[Collected data]
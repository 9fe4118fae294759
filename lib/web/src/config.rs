use std::sync::Arc;
use wep_model::UriScheme;
use wep_store::TripleStore;

/// Upper bound for request bodies, RDF uploads included.
pub const MAX_BODY_SIZE: usize = 1024 * 1024 * 128; // 128MB

pub const DEFAULT_BIND: &str = "localhost:3000";

/// Holds the configuration for a WeP web server.
pub struct ServerConfig {
    /// The triple store that owns all data.
    pub store: Arc<dyn TripleStore>,
    /// Mints article and author URIs.
    pub uris: UriScheme,
    /// The IP address or DNS name and port that the socket binds to.
    pub bind: String,
    /// Whether CORS is enabled.
    pub cors: bool,
}
use crate::escape::escape_html;
use crate::resolved::ResolvedArticle;
use chrono::{DateTime, Utc};
use wep_model::vocab::SCHEMA_ORG;
use wep_model::{Article, UriScheme};

/// Renders an HTML page that carries the article as RDFa (schema.org vocabulary).
pub fn to_rdfa(article: &Article, uris: &UriScheme) -> String {
    to_rdfa_at(article, uris, Utc::now())
}

/// Like [`to_rdfa`], with `now` standing in for absent timestamps.
pub fn to_rdfa_at(article: &Article, uris: &UriScheme, now: DateTime<Utc>) -> String {
    let r = ResolvedArticle::new(article, uris, now);
    let title = escape_html(&article.title);
    let author = escape_html(&article.author);
    let description = escape_html(r.description);
    let content = escape_html(&article.content);
    let language = article.language.as_str();
    let content_type = article.content_type.as_str();
    let article_uri = escape_html(&r.article_uri);
    let author_uri = escape_html(&r.author_uri);
    let url = escape_html(&r.url);
    let created = &r.created;
    let display_date = r.created_at.format("%Y-%m-%d");
    let word_count = r.word_count;

    format!(
        r#"<!DOCTYPE html>
<html lang="{language}">
<head>
  <meta charset="UTF-8">
  <title>{title}</title>
</head>
<body vocab="{SCHEMA_ORG}" typeof="NewsArticle" resource="{article_uri}">
  <article>
    <h1 property="headline">{title}</h1>

    <div class="metadata">
      <span property="author" typeof="Person" resource="{author_uri}">
        <span property="name">{author}</span>
      </span>

      <time property="datePublished" datetime="{created}">{display_date}</time>

      <meta property="inLanguage" content="{language}">
      <meta property="wordCount" content="{word_count}">
    </div>

    <div property="description">{description}</div>

    <div property="articleBody">
      {content}
    </div>

    <link property="url" href="{url}">
    <meta property="encodingFormat" content="{content_type}">
  </article>
</body>
</html>
"#
    )
}

#[cfg(test)]
mod tests {
    use super::*;
    use chrono::TimeZone;
    use wep_model::ArticleInput;

    #[test]
    fn annotates_fields_and_escapes_markup() {
        let article = ArticleInput {
            title: Some("<b>Breaking</b>".to_owned()),
            content: Some("x < y & z".to_owned()),
            author: Some("O'Brien".to_owned()),
            language: Some("fr".to_owned()),
            content_type: Some("audio".to_owned()),
            ..ArticleInput::default()
        }
        .validate("r1")
        .unwrap();
        let now = Utc.with_ymd_and_hms(2024, 3, 9, 12, 0, 0).unwrap();
        let html = to_rdfa_at(&article, &UriScheme::default(), now);

        assert!(html.contains(r#"<html lang="fr">"#));
        assert!(html.contains(
            r#"typeof="NewsArticle" resource="http://news-provenance.org/article/r1""#
        ));
        assert!(html.contains(r#"<h1 property="headline">&lt;b&gt;Breaking&lt;/b&gt;</h1>"#));
        assert!(html.contains(r#"<span property="name">O&#39;Brien</span>"#));
        assert!(html.contains(
            r#"<time property="datePublished" datetime="2024-03-09T12:00:00.000Z">2024-03-09</time>"#
        ));
        assert!(html.contains(r#"<meta property="wordCount" content="5">"#));
        assert!(html.contains("x &lt; y &amp; z"));
        assert!(html.contains(r#"<meta property="encodingFormat" content="audio">"#));
        assert!(!html.contains("<b>"));
    }
}
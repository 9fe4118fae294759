use reqwest::Url;
use std::time::Duration;

pub const DEFAULT_FUSEKI_URL: &str = "http://localhost:3030";
pub const DEFAULT_DATASET: &str = "news-provenance";

/// Where the Fuseki dataset lives. Built once at startup.
#[derive(Clone, Debug, PartialEq, Eq)]
pub struct StoreConfig {
    pub base_url: Url,
    pub dataset: String,
    /// Per-request timeout. `None` waits as long as the transport does.
    pub timeout: Option<Duration>,
}

impl StoreConfig {
    pub fn new(base_url: Url, dataset: impl Into<String>) -> Self {
        Self {
            base_url,
            dataset: dataset.into(),
            timeout: None,
        }
    }

    #[must_use]
    pub fn with_timeout(mut self, timeout: Option<Duration>) -> Self {
        self.timeout = timeout;
        self
    }

    /// The base URL without a trailing slash.
    pub fn base(&self) -> &str {
        self.base_url.as_str().trim_end_matches('/')
    }

    pub fn query_endpoint(&self) -> String {
        self.dataset_endpoint("query")
    }

    pub fn update_endpoint(&self) -> String {
        self.dataset_endpoint("update")
    }

    /// The Graph Store Protocol endpoint of the default graph.
    pub fn data_endpoint(&self) -> String {
        self.dataset_endpoint("data")
    }

    /// Fuseki's liveness endpoint.
    pub fn ping_endpoint(&self) -> String {
        format!("{}/$/ping", self.base())
    }

    fn dataset_endpoint(&self, service: &str) -> String {
        format!("{}/{}/{service}", self.base(), self.dataset)
    }
}

impl Default for StoreConfig {
    fn default() -> Self {
        #[allow(clippy::expect_used, reason = "constant URL")]
        let base_url = Url::parse(DEFAULT_FUSEKI_URL).expect("valid default URL");
        Self::new(base_url, DEFAULT_DATASET)
    }
}
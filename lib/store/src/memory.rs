use crate::error::StoreError;
use crate::results::{
    ResultsDocument, ResultsFormat, RDF_XML, SPARQL_RESULTS_JSON, SPARQL_RESULTS_XML, TURTLE,
};
use crate::{StoreHealth, TripleStore};
use async_trait::async_trait;
use oxigraph::io::RdfFormat;
use oxigraph::sparql::results::QueryResultsFormat;
use oxigraph::sparql::{EvaluationError, QueryResults};
use oxigraph::store::Store;
use tracing::debug;

/// An embedded, in-memory SPARQL store with the same contract as [`FusekiStore`](crate::FusekiStore).
///
/// Used for local development without a Fuseki instance, and in tests.
#[derive(Clone)]
pub struct MemoryStore {
    store: Store,
    dataset: String,
}

impl MemoryStore {
    pub fn new() -> Result<Self, StoreError> {
        Ok(Self {
            store: Store::new().map_err(|e| StoreError::Embedded(e.to_string()))?,
            dataset: "memory".to_owned(),
        })
    }

    /// The number of quads currently stored.
    pub fn len(&self) -> Result<usize, StoreError> {
        self.store
            .len()
            .map_err(|e| StoreError::Embedded(e.to_string()))
    }

    pub fn is_empty(&self) -> Result<bool, StoreError> {
        self.len().map(|len| len == 0)
    }

    fn evaluate(&self, query: &str, format: ResultsFormat) -> Result<ResultsDocument, StoreError> {
        let results = self.store.query(query).map_err(query_failed)?;
        let (content_type, body) = if matches!(results, QueryResults::Graph(_)) {
            let (content_type, rdf_format) = match format {
                ResultsFormat::Turtle => (TURTLE, RdfFormat::Turtle),
                ResultsFormat::Json | ResultsFormat::RdfXml => (RDF_XML, RdfFormat::RdfXml),
            };
            let body = results
                .write_graph(Vec::new(), rdf_format)
                .map_err(query_failed)?;
            (content_type, body)
        } else {
            let (content_type, results_format) = match format {
                ResultsFormat::Json => (SPARQL_RESULTS_JSON, QueryResultsFormat::Json),
                ResultsFormat::RdfXml | ResultsFormat::Turtle => {
                    (SPARQL_RESULTS_XML, QueryResultsFormat::Xml)
                }
            };
            let body = results
                .write(Vec::new(), results_format)
                .map_err(query_failed)?;
            (content_type, body)
        };
        Ok(ResultsDocument::new(format, content_type, body))
    }
}

/// Syntax errors map to the status Fuseki answers them with.
fn status_of(error: &EvaluationError) -> u16 {
    if matches!(error, EvaluationError::Parsing(_)) {
        400
    } else {
        500
    }
}

fn query_failed(error: EvaluationError) -> StoreError {
    StoreError::QueryFailed {
        status: status_of(&error),
        body: error.to_string(),
    }
}

fn update_failed(error: EvaluationError) -> StoreError {
    StoreError::UpdateFailed {
        status: status_of(&error),
        body: error.to_string(),
    }
}

#[async_trait]
impl TripleStore for MemoryStore {
    async fn query(
        &self,
        query: &str,
        format: ResultsFormat,
    ) -> Result<ResultsDocument, StoreError> {
        debug!("Evaluating SPARQL query in memory:\n{query}");
        self.evaluate(query, format)
    }

    async fn update(&self, update: &str) -> Result<(), StoreError> {
        debug!("Evaluating SPARQL update in memory:\n{update}");
        self.store.update(update).map_err(update_failed)
    }

    async fn upload(&self, data: Vec<u8>, content_type: &str) -> Result<(), StoreError> {
        debug!("Loading {} bytes of {content_type} in memory", data.len());
        let media_type = content_type.split(';').next().unwrap_or_default().trim();
        let format = RdfFormat::from_media_type(media_type)
            .ok_or_else(|| StoreError::UnsupportedFormat(content_type.to_owned()))?;
        self.store
            .load_from_reader(format, data.as_slice())
            .map_err(|e| StoreError::UploadFailed {
                status: 400,
                body: e.to_string(),
            })
    }

    async fn health(&self) -> Result<StoreHealth, StoreError> {
        Ok(StoreHealth {
            status: "ok".to_owned(),
            fuseki: "in-memory".to_owned(),
            endpoint: "memory:".to_owned(),
            dataset: self.dataset.clone(),
        })
    }
}

#[cfg(test)]
mod tests {
    use super::*;

    const DATA: &str = r#"
        @prefix schema: <http://schema.org/> .
        <http://example.org/a> a schema:NewsArticle ; schema:headline "A" .
        <http://example.org/b> a schema:NewsArticle ; schema:headline "B" .
    "#;

    #[tokio::test]
    async fn upload_then_query() {
        let store = MemoryStore::new().unwrap();
        store
            .upload(DATA.as_bytes().to_vec(), "text/turtle; charset=utf-8")
            .await
            .unwrap();
        assert_eq!(store.len().unwrap(), 4);

        let document = store
            .query(
                "SELECT ?title WHERE { ?a <http://schema.org/headline> ?title } ORDER BY ?title",
                ResultsFormat::Json,
            )
            .await
            .unwrap();
        let titles: Vec<_> = document
            .solutions()
            .unwrap()
            .iter()
            .map(|s| s.get_str("title").unwrap().to_owned())
            .collect();
        assert_eq!(titles, ["A", "B"]);
    }

    #[tokio::test]
    async fn update_and_errors() {
        let store = MemoryStore::new().unwrap();
        store
            .update("INSERT DATA { <http://e.org/s> <http://e.org/p> \"o\" }")
            .await
            .unwrap();
        store
            .update("DELETE WHERE { <http://e.org/s> ?p ?o . }")
            .await
            .unwrap();
        assert!(store.is_empty().unwrap());

        assert!(matches!(
            store.update("INSERT NONSENSE").await,
            Err(StoreError::UpdateFailed { status: 400, .. })
        ));
        assert!(matches!(
            store.query("SELEKT", ResultsFormat::Json).await,
            Err(StoreError::QueryFailed { status: 400, .. })
        ));
        assert!(matches!(
            store.upload(b"x".to_vec(), "application/x-unknown").await,
            Err(StoreError::UnsupportedFormat(_))
        ));
    }

    #[tokio::test]
    async fn graph_queries_use_rdf_formats() {
        let store = MemoryStore::new().unwrap();
        store.upload(DATA.as_bytes().to_vec(), "text/turtle").await.unwrap();
        let document = store
            .query("CONSTRUCT WHERE { ?s ?p ?o }", ResultsFormat::RdfXml)
            .await
            .unwrap();
        assert_eq!(document.content_type, RDF_XML);
        assert!(String::from_utf8(document.body).unwrap().contains("rdf:RDF"));
    }
}
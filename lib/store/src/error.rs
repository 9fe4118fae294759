use thiserror::Error;

#[derive(Debug, Error)]
pub enum StoreError {
    #[error("SPARQL query failed with status {status}: {body}")]
    QueryFailed { status: u16, body: String },
    #[error("SPARQL update failed with status {status}: {body}")]
    UpdateFailed { status: u16, body: String },
    #[error("Upload failed with status {status}: {body}")]
    UploadFailed { status: u16, body: String },
    #[error("Triple store unavailable: {0}")]
    StoreUnavailable(String),
    #[error("Could not reach the triple store: {0}")]
    Transport(#[from] reqwest::Error),
    #[error("Could not read query results: {0}")]
    InvalidResults(String),
    #[error("Unsupported format: {0}")]
    UnsupportedFormat(String),
    #[error("Embedded store error: {0}")]
    Embedded(String),
}
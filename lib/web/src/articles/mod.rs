use crate::AppState;
use axum::routing::get;
use axum::Router;

mod crud;
mod record;
mod representations;
mod search;

pub fn create_article_routes() -> Router<AppState> {
    Router::new()
        .route(
            "/articles",
            get(crud::handle_list_articles).post(crud::handle_create_article),
        )
        .route(
            "/articles/{id}",
            get(crud::handle_get_article)
                .put(crud::handle_update_article)
                .delete(crud::handle_delete_article),
        )
        .route(
            "/articles/{id}/metadata",
            get(representations::handle_metadata),
        )
        .route("/articles/{id}/rdf", get(representations::handle_turtle))
        .route("/articles/{id}/jsonld", get(representations::handle_json_ld))
        .route("/articles/{id}/rdfa", get(representations::handle_rdfa))
        .route("/articles/{id}/qrcode", get(representations::handle_qr_code))
        .route(
            "/articles/{id}/recommendations",
            get(search::handle_recommendations),
        )
        .route(
            "/search",
            get(search::handle_search_articles).post(crate::provenance::handle_search),
        )
        .route("/statistics", get(search::handle_statistics))
}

• **Assigned task**
From the entries above, extract only the lines running from the one containing "assert_eq!(store.len().unwrap(), 4);" through the one containing "let titles: Vec<_> = document", inclusive.

• **Solved problem**
        assert_eq!(store.len().unwrap(), 4);

        let document = store
            .query(
                "SELECT ?title WHERE { ?a <http://schema.org/headline> ?title } ORDER BY ?title",
                ResultsFormat::Json,
            )
            .await
            .unwrap();
        let titles: Vec<_> = document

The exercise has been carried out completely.